### AIM OF THE TASK
Range to output from the entries below: the line containing "filename core/daemon/src/score.rs" through the line containing "pub fn score(&self)". Set it down exactly, ends included, nothing else.

### AVAILABLE RECORDS
Content starts

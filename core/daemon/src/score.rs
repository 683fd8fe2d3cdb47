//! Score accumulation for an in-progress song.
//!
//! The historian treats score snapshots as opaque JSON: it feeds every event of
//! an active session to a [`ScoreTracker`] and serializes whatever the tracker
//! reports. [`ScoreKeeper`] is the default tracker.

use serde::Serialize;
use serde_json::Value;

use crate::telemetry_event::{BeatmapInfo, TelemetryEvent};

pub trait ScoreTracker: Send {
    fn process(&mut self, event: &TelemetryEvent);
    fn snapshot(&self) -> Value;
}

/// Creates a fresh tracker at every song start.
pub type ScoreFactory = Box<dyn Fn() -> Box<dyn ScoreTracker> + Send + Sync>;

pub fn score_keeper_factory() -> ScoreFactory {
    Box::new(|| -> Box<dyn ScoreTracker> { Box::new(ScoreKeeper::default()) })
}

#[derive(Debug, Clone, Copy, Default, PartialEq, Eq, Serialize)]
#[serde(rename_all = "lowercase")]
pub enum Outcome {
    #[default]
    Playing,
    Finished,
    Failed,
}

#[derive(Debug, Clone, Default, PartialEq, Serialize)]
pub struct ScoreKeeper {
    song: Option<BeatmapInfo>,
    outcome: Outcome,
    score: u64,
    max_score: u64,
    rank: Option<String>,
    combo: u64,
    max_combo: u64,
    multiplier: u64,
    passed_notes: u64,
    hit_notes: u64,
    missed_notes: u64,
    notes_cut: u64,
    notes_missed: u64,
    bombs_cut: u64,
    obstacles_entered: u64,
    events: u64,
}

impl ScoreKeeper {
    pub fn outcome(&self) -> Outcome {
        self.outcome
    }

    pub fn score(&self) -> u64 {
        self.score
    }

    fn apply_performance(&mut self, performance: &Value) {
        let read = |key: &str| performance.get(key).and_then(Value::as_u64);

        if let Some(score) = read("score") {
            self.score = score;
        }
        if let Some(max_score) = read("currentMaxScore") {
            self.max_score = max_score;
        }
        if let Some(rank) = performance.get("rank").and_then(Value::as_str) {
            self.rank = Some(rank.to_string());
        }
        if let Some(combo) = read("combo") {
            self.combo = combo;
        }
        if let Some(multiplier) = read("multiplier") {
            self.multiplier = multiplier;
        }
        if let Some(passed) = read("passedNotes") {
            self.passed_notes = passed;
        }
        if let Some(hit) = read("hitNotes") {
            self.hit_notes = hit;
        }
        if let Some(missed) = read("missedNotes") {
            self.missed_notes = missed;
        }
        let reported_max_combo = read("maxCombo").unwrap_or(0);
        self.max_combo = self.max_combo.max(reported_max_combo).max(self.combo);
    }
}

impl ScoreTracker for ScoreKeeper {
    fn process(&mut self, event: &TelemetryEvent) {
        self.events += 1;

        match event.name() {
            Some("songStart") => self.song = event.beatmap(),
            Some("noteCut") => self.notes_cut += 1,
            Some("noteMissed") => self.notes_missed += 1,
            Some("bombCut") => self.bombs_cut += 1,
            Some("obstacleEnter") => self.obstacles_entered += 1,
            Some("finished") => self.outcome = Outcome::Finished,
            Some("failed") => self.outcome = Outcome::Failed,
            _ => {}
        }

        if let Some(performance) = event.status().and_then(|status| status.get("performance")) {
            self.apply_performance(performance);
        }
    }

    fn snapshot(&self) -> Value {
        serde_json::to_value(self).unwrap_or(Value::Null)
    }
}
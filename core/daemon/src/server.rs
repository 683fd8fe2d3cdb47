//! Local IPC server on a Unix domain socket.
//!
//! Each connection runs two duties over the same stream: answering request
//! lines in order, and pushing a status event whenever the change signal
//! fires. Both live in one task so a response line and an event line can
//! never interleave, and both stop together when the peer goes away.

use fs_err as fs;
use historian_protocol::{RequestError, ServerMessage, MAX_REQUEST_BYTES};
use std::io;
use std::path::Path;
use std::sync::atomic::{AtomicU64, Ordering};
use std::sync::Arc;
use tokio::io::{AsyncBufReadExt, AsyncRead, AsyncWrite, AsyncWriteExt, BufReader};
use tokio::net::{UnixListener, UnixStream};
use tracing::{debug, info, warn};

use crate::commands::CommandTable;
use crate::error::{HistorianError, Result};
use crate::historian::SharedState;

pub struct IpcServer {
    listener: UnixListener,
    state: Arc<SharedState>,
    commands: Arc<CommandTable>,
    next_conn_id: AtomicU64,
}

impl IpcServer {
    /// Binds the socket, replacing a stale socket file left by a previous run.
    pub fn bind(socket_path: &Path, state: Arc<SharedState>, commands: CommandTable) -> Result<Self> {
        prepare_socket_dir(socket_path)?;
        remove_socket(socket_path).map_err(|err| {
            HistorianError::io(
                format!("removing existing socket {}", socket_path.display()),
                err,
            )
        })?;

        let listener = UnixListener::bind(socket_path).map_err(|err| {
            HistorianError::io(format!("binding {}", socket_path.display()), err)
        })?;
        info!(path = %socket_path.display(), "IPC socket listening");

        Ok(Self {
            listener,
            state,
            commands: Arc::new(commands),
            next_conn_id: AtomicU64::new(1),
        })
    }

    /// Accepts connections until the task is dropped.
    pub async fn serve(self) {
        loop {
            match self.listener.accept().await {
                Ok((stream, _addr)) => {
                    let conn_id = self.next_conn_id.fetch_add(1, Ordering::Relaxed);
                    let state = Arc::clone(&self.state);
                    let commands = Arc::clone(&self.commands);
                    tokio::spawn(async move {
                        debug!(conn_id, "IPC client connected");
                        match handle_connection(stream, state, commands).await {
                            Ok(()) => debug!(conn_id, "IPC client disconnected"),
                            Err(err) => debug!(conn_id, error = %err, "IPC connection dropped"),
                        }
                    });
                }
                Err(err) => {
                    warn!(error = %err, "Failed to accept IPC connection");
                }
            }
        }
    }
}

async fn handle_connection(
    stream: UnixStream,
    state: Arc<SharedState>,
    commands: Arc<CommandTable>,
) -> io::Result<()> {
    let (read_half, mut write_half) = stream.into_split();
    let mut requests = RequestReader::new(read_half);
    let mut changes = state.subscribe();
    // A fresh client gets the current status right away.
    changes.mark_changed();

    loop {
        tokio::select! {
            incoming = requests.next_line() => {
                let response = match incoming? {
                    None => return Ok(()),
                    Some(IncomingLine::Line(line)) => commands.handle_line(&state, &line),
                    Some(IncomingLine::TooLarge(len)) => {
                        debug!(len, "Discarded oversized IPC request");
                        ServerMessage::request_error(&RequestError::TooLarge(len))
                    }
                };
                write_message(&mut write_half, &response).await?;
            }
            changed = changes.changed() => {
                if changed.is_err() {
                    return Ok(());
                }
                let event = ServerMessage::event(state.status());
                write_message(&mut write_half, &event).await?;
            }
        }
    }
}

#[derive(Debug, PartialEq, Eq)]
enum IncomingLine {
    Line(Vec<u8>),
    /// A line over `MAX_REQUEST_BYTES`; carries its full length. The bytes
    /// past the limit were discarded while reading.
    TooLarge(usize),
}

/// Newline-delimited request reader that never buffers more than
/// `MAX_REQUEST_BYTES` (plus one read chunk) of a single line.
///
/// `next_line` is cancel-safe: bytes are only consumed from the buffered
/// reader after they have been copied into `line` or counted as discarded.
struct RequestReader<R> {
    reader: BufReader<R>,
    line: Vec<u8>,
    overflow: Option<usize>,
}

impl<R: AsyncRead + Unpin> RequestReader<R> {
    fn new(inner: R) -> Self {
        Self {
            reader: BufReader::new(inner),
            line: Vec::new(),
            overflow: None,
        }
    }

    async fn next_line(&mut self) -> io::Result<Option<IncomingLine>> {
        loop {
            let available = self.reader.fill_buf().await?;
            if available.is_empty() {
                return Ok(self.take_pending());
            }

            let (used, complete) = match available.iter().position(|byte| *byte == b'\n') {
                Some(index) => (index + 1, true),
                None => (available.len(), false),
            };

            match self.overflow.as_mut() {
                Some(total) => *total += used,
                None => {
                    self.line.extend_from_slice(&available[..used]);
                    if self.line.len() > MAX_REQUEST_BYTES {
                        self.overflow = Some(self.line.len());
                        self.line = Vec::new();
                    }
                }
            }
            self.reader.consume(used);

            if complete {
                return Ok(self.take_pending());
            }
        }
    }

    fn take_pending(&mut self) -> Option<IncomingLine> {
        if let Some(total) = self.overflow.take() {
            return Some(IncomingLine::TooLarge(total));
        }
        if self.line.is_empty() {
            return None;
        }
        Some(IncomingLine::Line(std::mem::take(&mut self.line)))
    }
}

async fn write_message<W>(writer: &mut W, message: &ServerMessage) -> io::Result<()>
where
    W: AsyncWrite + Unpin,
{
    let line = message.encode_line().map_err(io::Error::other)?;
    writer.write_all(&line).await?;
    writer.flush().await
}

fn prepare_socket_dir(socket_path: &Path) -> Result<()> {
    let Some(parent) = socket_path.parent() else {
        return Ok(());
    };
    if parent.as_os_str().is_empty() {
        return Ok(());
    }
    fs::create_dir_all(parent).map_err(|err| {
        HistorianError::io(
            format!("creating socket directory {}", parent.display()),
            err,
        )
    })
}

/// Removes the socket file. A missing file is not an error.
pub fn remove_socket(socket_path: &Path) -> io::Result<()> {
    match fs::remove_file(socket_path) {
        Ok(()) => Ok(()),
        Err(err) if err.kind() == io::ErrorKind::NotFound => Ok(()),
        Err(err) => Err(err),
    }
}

Content ends
Content starts

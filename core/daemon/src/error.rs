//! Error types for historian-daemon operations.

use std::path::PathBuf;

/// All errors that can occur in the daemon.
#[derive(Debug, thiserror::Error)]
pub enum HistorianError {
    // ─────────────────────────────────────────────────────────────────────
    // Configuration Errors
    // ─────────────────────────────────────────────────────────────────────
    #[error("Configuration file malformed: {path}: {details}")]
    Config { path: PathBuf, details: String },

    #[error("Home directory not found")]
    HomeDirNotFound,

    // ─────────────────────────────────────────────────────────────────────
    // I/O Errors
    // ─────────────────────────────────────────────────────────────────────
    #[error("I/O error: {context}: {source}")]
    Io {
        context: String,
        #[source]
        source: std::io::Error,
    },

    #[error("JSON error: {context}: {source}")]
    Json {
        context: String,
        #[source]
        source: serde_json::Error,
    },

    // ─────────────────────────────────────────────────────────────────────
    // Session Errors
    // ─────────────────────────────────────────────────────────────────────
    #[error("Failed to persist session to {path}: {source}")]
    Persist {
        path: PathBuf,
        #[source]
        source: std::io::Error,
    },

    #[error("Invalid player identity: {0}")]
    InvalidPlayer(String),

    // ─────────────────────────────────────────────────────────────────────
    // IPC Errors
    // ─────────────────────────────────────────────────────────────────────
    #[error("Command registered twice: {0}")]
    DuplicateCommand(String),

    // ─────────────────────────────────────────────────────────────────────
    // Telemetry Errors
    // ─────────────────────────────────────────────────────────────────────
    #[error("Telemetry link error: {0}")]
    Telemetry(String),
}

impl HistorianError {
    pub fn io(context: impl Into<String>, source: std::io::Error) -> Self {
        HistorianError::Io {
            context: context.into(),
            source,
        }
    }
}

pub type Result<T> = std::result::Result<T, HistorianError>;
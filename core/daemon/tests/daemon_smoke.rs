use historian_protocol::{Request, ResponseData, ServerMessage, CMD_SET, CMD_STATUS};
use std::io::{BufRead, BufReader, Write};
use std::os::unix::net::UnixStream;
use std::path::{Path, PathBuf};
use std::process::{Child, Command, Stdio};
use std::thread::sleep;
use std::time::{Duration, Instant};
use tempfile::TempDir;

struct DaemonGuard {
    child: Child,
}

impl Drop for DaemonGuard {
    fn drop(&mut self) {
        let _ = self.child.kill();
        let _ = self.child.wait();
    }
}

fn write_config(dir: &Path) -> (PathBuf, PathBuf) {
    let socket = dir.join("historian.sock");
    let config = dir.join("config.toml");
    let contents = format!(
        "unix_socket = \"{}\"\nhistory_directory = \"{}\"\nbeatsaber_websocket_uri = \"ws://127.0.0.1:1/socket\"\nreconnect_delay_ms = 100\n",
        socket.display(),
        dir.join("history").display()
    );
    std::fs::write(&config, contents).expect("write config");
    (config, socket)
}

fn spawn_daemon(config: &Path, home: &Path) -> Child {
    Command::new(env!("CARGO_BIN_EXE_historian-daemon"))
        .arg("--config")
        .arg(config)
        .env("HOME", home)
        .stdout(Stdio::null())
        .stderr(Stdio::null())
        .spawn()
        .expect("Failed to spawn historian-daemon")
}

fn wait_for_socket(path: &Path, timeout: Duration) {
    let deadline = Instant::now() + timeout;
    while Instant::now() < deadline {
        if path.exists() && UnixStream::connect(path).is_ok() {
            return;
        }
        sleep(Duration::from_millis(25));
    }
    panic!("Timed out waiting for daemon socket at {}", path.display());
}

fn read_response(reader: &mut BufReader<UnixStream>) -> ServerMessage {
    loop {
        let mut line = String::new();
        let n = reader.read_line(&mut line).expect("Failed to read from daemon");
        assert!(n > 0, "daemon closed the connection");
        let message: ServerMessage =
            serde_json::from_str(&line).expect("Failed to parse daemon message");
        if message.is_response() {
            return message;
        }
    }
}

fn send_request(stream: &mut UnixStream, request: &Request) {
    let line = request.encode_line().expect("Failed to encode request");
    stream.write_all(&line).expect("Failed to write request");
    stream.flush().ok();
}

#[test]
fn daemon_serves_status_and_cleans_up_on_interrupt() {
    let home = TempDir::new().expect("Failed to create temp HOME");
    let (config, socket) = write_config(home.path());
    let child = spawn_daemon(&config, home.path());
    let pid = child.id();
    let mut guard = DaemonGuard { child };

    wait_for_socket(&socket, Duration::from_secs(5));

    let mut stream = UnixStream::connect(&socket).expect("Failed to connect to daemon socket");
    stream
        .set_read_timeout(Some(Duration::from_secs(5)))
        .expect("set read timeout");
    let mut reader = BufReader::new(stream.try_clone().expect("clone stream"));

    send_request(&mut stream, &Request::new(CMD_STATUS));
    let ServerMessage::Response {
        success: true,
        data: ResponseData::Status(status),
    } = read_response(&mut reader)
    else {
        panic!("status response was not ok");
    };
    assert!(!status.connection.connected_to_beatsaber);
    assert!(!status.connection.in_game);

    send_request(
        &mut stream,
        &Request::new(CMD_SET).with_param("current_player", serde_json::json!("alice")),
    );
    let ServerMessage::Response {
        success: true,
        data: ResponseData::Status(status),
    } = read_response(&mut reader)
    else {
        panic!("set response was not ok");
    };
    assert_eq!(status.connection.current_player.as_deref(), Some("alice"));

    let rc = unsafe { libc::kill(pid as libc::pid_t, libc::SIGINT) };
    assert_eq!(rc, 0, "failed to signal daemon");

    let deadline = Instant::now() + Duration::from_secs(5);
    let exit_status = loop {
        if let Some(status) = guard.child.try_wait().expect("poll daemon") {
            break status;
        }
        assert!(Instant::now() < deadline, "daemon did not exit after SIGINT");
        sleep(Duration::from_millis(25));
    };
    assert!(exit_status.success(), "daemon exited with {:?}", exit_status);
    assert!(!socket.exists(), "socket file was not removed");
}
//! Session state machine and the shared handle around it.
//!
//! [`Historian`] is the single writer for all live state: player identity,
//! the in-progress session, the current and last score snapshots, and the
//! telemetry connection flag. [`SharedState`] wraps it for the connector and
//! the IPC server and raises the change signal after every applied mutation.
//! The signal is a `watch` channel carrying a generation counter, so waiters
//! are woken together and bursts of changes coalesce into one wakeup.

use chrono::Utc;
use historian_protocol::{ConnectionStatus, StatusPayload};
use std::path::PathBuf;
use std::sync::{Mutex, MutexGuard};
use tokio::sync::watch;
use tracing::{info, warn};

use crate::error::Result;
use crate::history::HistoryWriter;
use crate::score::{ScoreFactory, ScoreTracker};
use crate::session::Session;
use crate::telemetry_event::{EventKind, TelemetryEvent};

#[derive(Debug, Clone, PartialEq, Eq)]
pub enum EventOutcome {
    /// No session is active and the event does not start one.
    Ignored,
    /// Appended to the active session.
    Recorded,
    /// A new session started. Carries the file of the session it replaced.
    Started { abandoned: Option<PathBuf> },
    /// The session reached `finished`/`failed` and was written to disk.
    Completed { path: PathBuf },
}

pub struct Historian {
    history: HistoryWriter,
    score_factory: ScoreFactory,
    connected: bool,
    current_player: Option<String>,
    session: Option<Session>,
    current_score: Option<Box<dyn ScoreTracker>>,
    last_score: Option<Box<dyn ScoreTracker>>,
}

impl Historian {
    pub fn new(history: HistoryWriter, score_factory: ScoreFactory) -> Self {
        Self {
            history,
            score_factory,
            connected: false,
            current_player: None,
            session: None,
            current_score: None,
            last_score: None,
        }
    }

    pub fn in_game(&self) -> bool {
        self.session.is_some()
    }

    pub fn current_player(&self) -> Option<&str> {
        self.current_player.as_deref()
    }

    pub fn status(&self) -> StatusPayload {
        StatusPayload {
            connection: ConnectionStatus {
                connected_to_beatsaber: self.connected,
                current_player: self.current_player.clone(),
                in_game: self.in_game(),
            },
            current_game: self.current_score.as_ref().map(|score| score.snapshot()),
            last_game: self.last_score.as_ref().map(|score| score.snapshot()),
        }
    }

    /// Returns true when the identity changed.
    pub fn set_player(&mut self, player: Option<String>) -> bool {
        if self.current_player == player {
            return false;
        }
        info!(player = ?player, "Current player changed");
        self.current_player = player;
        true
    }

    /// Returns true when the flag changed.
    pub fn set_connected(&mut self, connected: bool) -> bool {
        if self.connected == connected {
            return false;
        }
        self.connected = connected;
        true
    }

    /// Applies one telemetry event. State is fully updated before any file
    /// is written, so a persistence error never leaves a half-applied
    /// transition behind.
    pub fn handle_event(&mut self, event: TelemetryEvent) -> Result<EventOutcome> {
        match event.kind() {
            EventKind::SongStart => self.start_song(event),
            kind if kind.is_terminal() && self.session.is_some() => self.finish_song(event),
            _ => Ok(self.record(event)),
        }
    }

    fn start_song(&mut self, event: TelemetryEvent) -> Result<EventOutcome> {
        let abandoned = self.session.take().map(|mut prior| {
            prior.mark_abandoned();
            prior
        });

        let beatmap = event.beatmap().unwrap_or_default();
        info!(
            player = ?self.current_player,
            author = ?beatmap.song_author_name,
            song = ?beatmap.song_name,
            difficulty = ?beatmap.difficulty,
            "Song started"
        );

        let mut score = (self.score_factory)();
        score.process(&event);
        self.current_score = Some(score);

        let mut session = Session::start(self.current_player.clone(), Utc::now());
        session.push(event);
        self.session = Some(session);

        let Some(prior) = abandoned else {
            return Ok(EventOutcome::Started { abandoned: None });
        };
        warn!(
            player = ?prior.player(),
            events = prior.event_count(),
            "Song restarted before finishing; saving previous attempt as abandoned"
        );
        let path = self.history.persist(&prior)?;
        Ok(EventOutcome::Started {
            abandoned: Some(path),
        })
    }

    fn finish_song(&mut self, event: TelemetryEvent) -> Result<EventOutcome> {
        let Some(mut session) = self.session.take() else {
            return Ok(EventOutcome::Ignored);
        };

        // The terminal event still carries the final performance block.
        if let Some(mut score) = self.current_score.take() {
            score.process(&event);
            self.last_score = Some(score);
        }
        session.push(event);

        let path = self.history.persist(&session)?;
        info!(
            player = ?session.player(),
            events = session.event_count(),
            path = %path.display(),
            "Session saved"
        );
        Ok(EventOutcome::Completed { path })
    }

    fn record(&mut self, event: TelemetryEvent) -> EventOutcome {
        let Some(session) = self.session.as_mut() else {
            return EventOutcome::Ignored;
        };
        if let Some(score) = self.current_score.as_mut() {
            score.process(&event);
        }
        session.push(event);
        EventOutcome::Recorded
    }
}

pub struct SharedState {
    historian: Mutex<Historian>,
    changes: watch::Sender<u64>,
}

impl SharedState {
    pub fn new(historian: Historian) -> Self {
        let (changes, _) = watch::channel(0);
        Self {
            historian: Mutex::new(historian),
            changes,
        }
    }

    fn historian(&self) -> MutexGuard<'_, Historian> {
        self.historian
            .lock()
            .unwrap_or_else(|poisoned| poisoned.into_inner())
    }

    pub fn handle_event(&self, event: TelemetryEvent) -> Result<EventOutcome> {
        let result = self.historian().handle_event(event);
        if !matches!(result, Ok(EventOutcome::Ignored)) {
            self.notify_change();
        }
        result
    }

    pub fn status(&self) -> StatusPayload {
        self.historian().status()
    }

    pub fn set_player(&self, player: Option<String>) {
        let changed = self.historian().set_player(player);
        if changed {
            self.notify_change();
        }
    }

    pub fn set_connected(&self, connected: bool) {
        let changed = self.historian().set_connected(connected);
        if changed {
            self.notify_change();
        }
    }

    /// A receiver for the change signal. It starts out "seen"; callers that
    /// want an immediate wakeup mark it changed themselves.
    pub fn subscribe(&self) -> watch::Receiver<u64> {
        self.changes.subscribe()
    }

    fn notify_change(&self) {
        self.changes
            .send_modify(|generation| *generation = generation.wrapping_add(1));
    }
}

Content ends
Content starts

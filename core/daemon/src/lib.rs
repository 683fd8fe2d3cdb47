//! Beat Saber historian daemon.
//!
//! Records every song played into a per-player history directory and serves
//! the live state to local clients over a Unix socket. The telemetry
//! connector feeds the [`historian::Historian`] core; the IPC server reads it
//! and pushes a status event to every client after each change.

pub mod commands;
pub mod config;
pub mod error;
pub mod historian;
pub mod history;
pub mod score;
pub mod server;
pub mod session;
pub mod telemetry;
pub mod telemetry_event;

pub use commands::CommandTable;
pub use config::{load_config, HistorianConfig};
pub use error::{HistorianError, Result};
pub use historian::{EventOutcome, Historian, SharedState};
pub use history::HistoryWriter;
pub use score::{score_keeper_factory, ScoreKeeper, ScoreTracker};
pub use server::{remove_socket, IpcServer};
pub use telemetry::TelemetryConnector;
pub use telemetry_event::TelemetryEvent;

Content ends

### WRITTEN REPLY
filename core/daemon/src/score.rs
repository 683fd8fe2d3cdb47
//! Score accumulation for an in-progress song.
//!
//! The historian treats score snapshots as opaque JSON: it feeds every event of
//! an active session to a [`ScoreTracker`] and serializes whatever the tracker
//! reports. [`ScoreKeeper`] is the default tracker.

use serde::Serialize;
use serde_json::Value;

use crate::telemetry_event::{BeatmapInfo, TelemetryEvent};

pub trait ScoreTracker: Send {
    fn process(&mut self, event: &TelemetryEvent);
    fn snapshot(&self) -> Value;
}

/// Creates a fresh tracker at every song start.
pub type ScoreFactory = Box<dyn Fn() -> Box<dyn ScoreTracker> + Send + Sync>;

pub fn score_keeper_factory() -> ScoreFactory {
    Box::new(|| -> Box<dyn ScoreTracker> { Box::new(ScoreKeeper::default()) })
}

#[derive(Debug, Clone, Copy, Default, PartialEq, Eq, Serialize)]
#[serde(rename_all = "lowercase")]
pub enum Outcome {
    #[default]
    Playing,
    Finished,
    Failed,
}

#[derive(Debug, Clone, Default, PartialEq, Serialize)]
pub struct ScoreKeeper {
    song: Option<BeatmapInfo>,
    outcome: Outcome,
    score: u64,
    max_score: u64,
    rank: Option<String>,
    combo: u64,
    max_combo: u64,
    multiplier: u64,
    passed_notes: u64,
    hit_notes: u64,
    missed_notes: u64,
    notes_cut: u64,
    notes_missed: u64,
    bombs_cut: u64,
    obstacles_entered: u64,
    events: u64,
}

impl ScoreKeeper {
    pub fn outcome(&self) -> Outcome {
        self.outcome
    }

    pub fn score(&self) -> u64 {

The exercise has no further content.